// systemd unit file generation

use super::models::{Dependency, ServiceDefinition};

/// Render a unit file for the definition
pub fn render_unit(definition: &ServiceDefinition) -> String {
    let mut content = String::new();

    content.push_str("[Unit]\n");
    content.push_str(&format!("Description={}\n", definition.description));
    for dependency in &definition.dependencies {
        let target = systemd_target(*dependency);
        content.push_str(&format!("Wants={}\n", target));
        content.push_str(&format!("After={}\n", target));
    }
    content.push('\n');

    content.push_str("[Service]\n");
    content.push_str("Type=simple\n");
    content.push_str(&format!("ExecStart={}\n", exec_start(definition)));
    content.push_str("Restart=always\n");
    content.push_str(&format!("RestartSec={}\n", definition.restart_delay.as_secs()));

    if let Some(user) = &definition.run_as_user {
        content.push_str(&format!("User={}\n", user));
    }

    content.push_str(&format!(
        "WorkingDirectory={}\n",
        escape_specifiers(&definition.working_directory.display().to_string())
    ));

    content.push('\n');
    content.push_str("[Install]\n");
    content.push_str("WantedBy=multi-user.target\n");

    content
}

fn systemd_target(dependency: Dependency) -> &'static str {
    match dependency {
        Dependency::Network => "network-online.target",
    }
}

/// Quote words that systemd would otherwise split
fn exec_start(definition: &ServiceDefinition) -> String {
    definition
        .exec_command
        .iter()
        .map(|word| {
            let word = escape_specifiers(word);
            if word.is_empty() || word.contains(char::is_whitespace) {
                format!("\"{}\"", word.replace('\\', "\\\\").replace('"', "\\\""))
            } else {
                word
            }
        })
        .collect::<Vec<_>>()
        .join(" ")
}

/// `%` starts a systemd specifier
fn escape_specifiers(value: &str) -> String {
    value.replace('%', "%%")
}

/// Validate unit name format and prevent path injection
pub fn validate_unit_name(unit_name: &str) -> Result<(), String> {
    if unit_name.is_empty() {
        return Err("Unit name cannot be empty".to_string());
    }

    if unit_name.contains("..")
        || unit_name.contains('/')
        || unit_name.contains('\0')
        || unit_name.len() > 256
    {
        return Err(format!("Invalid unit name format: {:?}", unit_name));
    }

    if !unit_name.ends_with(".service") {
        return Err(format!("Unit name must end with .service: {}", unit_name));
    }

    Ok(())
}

...

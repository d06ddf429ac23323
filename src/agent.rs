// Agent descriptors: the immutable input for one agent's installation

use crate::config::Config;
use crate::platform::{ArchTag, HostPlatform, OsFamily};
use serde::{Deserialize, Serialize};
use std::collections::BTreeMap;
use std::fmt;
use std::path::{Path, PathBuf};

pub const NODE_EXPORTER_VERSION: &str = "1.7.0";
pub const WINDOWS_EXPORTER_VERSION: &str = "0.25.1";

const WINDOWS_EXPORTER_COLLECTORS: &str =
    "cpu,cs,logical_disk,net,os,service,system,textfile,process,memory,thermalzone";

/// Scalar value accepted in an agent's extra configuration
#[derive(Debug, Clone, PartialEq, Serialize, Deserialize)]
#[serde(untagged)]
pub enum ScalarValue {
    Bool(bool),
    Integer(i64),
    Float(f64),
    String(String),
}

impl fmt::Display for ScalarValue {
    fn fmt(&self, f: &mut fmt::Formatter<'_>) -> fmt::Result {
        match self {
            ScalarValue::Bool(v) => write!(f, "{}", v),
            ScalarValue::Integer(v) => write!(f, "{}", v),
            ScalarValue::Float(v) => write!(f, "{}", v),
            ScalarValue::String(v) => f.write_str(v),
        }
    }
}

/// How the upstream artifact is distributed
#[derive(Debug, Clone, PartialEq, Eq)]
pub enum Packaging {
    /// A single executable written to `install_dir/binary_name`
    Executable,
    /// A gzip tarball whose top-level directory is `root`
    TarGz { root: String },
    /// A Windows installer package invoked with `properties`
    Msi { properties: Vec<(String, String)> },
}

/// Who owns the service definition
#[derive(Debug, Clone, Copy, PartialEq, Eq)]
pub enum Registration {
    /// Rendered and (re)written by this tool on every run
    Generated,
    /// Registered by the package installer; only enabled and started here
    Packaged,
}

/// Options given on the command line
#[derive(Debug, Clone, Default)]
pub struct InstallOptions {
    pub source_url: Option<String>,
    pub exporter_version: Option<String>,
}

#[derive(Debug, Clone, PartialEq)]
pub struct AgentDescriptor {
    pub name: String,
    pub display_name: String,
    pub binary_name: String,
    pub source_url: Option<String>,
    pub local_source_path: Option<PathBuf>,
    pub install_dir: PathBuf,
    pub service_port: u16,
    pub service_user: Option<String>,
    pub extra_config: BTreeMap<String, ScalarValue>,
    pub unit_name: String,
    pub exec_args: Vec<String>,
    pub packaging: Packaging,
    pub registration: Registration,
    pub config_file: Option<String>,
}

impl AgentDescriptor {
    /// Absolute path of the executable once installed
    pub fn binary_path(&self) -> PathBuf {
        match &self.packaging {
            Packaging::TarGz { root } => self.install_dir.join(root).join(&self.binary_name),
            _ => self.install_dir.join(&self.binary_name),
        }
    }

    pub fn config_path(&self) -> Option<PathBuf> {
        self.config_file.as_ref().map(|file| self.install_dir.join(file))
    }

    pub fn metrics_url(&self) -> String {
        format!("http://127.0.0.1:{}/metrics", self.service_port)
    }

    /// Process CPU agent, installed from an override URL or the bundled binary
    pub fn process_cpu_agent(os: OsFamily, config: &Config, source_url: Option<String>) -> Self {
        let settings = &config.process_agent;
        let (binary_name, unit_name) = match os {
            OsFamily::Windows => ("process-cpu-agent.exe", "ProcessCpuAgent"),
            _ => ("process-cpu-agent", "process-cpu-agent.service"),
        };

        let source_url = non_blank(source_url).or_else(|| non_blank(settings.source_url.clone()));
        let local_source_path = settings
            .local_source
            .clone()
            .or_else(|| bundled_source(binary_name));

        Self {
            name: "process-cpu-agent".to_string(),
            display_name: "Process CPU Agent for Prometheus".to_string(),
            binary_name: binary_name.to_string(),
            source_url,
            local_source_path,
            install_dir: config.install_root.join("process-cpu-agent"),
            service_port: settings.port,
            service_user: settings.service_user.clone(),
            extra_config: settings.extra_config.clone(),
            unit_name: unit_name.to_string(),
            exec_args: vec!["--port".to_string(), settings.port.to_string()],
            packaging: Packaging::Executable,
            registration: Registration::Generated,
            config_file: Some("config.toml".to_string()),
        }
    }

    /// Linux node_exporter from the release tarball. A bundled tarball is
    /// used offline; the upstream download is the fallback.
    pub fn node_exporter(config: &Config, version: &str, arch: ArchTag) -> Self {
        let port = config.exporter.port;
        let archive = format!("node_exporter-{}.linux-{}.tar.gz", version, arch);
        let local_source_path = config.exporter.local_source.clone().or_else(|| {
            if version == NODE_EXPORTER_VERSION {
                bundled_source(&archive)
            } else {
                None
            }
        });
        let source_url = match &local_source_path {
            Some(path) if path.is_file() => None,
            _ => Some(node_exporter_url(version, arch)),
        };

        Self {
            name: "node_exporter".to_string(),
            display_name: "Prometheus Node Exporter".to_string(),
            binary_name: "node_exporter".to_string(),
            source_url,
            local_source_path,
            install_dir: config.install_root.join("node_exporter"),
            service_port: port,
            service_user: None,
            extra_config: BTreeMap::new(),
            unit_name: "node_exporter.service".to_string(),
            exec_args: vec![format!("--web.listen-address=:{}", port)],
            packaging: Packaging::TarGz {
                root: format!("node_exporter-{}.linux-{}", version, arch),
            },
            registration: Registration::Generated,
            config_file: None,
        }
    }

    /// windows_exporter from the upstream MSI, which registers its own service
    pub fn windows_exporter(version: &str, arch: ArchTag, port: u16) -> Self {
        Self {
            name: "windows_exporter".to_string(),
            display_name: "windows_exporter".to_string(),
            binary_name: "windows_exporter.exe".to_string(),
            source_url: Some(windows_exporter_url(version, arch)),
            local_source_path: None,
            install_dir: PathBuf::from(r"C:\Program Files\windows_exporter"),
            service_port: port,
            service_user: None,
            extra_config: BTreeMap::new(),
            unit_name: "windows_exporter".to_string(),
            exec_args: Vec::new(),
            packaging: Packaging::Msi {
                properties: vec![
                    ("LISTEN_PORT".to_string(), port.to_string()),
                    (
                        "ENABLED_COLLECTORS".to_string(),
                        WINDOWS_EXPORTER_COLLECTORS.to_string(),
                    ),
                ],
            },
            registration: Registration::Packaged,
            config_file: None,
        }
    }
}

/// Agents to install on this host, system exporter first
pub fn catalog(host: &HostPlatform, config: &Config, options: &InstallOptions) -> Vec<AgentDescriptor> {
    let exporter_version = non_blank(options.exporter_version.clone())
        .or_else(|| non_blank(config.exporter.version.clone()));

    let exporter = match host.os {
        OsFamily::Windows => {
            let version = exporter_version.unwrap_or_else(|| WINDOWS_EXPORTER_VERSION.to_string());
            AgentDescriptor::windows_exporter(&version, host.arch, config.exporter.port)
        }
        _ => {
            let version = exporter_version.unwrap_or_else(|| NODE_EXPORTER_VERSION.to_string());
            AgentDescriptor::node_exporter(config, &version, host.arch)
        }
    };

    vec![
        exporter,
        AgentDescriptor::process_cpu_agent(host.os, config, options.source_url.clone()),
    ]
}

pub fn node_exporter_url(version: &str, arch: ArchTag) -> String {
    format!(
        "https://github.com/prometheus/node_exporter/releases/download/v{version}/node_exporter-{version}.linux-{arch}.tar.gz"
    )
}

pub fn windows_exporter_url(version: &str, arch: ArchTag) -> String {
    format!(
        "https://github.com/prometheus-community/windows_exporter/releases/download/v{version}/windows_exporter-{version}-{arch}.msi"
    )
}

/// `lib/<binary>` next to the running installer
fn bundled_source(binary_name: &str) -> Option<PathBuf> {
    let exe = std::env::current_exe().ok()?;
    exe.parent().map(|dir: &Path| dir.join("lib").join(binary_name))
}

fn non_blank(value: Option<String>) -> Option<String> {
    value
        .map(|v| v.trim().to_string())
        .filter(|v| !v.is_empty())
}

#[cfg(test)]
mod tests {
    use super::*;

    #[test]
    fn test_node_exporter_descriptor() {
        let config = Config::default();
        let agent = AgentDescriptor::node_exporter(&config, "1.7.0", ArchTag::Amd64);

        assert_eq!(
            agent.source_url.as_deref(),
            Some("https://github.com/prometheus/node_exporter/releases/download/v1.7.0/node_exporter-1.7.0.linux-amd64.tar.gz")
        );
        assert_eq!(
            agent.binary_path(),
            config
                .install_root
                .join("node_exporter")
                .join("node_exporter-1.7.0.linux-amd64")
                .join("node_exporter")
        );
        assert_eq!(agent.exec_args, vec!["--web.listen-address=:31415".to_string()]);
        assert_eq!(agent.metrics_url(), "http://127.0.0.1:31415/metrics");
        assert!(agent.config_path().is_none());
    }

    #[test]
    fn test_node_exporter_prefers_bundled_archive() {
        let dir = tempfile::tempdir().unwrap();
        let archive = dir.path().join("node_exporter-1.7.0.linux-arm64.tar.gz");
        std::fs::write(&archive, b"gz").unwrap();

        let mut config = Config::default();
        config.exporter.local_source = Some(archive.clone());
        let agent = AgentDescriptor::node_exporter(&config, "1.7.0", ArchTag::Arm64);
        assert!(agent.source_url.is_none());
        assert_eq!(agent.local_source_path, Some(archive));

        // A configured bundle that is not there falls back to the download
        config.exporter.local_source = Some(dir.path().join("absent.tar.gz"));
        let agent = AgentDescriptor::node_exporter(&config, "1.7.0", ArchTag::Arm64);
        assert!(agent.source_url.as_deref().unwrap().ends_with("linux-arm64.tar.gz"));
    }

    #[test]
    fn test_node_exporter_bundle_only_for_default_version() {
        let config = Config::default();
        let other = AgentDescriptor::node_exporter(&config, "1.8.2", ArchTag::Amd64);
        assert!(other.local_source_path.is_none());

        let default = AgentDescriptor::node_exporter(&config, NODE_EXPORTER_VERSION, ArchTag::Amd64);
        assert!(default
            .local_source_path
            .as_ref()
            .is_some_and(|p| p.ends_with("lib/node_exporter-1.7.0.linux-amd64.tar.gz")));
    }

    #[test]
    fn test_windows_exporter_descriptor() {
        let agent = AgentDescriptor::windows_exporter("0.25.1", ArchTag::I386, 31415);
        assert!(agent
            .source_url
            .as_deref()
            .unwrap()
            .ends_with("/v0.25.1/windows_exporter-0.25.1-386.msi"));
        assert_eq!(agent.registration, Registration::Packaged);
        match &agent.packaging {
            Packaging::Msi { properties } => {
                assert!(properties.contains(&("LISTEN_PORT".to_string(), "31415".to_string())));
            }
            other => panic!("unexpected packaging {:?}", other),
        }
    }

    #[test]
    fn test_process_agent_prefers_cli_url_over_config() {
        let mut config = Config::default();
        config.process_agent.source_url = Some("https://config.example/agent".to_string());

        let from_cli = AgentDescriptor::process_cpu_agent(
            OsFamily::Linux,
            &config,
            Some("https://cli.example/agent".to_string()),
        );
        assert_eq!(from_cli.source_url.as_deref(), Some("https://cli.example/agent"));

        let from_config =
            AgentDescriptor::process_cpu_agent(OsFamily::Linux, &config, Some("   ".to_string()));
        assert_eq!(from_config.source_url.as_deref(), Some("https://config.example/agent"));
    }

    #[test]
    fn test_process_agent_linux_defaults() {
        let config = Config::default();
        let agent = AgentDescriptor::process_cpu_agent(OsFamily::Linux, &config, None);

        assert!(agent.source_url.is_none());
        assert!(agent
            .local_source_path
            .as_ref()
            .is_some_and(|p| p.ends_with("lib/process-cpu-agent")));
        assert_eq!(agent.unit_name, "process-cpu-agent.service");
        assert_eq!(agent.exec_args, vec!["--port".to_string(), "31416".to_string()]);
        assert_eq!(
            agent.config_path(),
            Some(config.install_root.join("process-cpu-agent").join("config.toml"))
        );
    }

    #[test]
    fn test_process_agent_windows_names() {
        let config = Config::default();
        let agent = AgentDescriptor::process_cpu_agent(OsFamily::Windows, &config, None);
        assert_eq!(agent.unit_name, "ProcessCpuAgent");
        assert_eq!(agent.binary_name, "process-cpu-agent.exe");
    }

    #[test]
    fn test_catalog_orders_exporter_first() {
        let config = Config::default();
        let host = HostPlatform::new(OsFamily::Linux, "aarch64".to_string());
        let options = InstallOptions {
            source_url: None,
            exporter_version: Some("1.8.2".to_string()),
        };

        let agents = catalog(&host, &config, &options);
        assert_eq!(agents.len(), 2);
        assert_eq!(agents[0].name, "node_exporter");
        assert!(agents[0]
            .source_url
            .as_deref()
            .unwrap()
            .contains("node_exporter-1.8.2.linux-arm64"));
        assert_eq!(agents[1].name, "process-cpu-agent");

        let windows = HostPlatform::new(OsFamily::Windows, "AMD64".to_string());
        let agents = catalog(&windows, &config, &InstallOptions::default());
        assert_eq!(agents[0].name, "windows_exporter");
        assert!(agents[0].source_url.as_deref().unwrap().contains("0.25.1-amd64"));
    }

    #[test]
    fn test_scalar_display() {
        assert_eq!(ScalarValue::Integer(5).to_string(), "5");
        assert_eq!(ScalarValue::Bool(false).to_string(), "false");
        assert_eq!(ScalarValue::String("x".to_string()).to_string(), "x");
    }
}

→ Aim of the exercise:
Return each line among the entries that holds the word "Debug".

→ Task solution:
#[derive(Debug, Clone, PartialEq, Serialize, Deserialize)]
#[derive(Debug, Clone, PartialEq, Eq)]
#[derive(Debug, Clone, Copy, PartialEq, Eq)]
#[derive(Debug, Clone, Default)]
#[derive(Debug, Clone, PartialEq)]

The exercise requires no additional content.